**DATA RECORDS:**
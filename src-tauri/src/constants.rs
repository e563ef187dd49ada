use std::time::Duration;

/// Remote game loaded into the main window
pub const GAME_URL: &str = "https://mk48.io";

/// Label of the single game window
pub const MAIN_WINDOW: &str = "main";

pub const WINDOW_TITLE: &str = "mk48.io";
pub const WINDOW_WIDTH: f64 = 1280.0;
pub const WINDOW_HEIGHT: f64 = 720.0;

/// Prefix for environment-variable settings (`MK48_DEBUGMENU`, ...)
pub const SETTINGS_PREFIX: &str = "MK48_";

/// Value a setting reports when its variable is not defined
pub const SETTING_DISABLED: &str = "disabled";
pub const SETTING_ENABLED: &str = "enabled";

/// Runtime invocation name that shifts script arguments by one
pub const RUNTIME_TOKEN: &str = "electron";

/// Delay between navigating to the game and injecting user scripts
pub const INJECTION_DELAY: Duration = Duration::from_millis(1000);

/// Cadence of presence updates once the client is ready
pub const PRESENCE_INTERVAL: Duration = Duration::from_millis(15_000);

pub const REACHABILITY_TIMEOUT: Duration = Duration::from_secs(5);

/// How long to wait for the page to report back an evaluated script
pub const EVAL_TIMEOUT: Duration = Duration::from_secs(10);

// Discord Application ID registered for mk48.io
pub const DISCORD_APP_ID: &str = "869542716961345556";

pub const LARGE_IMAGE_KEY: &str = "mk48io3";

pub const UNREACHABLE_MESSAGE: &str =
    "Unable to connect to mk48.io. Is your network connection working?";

==

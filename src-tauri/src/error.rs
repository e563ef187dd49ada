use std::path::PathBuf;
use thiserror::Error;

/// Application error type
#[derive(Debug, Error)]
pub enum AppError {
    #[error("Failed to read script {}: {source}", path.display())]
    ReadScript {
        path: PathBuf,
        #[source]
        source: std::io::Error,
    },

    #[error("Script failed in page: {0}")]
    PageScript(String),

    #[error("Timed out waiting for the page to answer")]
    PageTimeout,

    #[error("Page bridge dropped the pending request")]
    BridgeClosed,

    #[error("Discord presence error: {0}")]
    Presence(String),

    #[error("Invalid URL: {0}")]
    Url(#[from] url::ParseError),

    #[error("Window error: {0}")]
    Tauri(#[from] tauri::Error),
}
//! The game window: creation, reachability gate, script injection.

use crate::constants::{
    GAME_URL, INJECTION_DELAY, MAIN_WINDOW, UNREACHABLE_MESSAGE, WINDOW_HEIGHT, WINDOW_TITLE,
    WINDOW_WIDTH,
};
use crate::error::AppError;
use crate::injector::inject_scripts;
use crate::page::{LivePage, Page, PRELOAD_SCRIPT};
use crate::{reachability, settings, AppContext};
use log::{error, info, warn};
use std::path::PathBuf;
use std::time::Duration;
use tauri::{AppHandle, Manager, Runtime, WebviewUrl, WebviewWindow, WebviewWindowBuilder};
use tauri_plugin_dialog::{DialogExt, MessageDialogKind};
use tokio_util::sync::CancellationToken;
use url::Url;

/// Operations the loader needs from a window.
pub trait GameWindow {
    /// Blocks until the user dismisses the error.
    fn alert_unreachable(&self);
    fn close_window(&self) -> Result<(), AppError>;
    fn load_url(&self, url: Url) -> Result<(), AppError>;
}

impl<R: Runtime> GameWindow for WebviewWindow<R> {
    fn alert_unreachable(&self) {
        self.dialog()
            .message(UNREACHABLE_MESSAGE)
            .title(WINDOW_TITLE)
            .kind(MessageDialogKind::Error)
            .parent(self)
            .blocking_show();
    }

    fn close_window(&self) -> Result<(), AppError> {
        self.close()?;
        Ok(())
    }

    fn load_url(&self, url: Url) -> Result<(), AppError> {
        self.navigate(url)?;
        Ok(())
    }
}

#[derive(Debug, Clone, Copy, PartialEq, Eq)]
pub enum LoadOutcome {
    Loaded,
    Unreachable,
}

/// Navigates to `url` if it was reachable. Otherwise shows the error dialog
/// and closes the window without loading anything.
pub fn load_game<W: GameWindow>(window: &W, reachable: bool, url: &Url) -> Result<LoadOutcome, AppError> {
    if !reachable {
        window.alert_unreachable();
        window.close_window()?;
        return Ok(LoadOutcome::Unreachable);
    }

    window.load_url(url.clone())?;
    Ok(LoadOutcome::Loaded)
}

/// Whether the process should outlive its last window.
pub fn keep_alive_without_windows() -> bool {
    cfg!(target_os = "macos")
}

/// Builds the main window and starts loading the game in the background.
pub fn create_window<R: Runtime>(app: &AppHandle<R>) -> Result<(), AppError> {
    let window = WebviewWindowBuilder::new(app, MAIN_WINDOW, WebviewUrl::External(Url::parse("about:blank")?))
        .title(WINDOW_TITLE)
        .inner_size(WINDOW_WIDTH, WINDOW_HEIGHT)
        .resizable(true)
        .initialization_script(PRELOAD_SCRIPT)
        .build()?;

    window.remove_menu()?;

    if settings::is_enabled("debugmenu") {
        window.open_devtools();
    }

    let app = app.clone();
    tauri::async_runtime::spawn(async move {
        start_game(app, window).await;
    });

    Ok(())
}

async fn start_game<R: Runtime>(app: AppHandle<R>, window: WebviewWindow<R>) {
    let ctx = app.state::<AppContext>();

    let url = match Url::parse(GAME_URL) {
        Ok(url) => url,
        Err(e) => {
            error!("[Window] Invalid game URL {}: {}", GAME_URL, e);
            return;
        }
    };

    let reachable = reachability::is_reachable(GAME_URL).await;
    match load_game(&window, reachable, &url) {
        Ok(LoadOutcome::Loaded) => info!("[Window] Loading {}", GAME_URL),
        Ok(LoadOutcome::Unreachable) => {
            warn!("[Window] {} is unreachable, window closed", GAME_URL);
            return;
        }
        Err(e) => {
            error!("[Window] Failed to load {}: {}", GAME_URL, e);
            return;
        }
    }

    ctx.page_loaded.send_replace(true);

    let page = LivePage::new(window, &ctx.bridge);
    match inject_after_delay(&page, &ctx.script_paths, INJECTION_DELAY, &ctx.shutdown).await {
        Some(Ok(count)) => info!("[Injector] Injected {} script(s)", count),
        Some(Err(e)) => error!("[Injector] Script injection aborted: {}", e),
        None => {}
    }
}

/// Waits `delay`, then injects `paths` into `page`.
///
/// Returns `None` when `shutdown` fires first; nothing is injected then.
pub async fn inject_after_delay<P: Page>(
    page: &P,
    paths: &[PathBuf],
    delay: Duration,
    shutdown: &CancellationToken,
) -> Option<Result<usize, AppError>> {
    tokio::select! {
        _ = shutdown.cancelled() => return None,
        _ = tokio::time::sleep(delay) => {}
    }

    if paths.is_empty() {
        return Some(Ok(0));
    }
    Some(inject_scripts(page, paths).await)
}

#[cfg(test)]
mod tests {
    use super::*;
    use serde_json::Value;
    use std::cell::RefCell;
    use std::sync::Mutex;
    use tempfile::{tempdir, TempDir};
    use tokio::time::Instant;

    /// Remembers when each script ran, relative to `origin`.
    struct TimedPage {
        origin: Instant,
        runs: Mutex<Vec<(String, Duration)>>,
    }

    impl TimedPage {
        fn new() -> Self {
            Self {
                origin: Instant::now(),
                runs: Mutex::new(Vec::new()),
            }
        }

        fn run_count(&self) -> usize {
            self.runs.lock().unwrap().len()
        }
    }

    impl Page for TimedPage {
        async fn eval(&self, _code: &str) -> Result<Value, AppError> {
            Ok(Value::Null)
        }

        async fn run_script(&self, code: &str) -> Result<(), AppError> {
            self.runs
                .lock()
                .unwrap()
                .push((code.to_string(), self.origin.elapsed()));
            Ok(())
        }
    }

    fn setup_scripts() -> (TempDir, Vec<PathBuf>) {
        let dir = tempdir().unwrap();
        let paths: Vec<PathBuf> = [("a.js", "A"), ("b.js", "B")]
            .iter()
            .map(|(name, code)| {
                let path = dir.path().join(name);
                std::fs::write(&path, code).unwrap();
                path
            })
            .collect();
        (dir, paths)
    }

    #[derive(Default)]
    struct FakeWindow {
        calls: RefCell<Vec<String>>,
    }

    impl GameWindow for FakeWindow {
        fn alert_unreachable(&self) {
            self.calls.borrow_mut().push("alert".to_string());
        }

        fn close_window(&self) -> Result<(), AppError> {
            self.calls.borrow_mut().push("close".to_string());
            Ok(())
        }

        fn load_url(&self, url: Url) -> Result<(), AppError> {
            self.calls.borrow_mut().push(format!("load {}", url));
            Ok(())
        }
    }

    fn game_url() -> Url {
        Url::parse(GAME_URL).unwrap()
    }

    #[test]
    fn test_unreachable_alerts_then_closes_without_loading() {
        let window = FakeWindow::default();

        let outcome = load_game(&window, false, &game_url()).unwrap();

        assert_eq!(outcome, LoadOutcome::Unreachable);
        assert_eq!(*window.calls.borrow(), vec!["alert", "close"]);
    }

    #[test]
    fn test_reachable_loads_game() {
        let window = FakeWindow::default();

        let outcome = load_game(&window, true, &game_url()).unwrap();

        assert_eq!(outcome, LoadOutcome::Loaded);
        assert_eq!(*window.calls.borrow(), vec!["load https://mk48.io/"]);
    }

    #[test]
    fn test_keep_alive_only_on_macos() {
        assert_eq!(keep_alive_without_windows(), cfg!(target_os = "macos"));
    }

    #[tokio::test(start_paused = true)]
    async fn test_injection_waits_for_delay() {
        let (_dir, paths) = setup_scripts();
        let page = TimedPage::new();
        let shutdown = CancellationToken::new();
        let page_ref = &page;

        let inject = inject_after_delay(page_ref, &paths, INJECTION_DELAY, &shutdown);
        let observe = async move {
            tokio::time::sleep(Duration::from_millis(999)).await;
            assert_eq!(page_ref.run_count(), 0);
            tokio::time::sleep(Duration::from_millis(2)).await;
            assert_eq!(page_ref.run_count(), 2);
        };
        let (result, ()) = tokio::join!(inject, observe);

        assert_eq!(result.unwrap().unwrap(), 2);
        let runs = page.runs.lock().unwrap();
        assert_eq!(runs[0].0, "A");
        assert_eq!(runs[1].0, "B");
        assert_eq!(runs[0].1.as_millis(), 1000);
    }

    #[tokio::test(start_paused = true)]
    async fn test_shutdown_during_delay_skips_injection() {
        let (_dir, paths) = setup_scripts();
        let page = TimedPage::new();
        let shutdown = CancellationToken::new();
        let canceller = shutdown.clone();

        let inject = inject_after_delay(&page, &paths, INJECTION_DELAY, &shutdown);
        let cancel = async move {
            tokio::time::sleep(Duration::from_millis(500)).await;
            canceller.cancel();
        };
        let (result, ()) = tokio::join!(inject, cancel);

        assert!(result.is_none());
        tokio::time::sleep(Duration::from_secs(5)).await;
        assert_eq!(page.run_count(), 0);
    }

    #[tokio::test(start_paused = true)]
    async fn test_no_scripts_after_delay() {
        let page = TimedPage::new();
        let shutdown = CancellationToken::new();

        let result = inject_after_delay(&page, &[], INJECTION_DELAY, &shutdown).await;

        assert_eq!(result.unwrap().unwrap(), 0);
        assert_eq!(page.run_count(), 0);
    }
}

**DESCRIPTION OF THE TASK:** Using the listing, collect all lines in which the string "struct" is found.

**RESPONSE:**
    struct TimedPage {
    struct FakeWindow {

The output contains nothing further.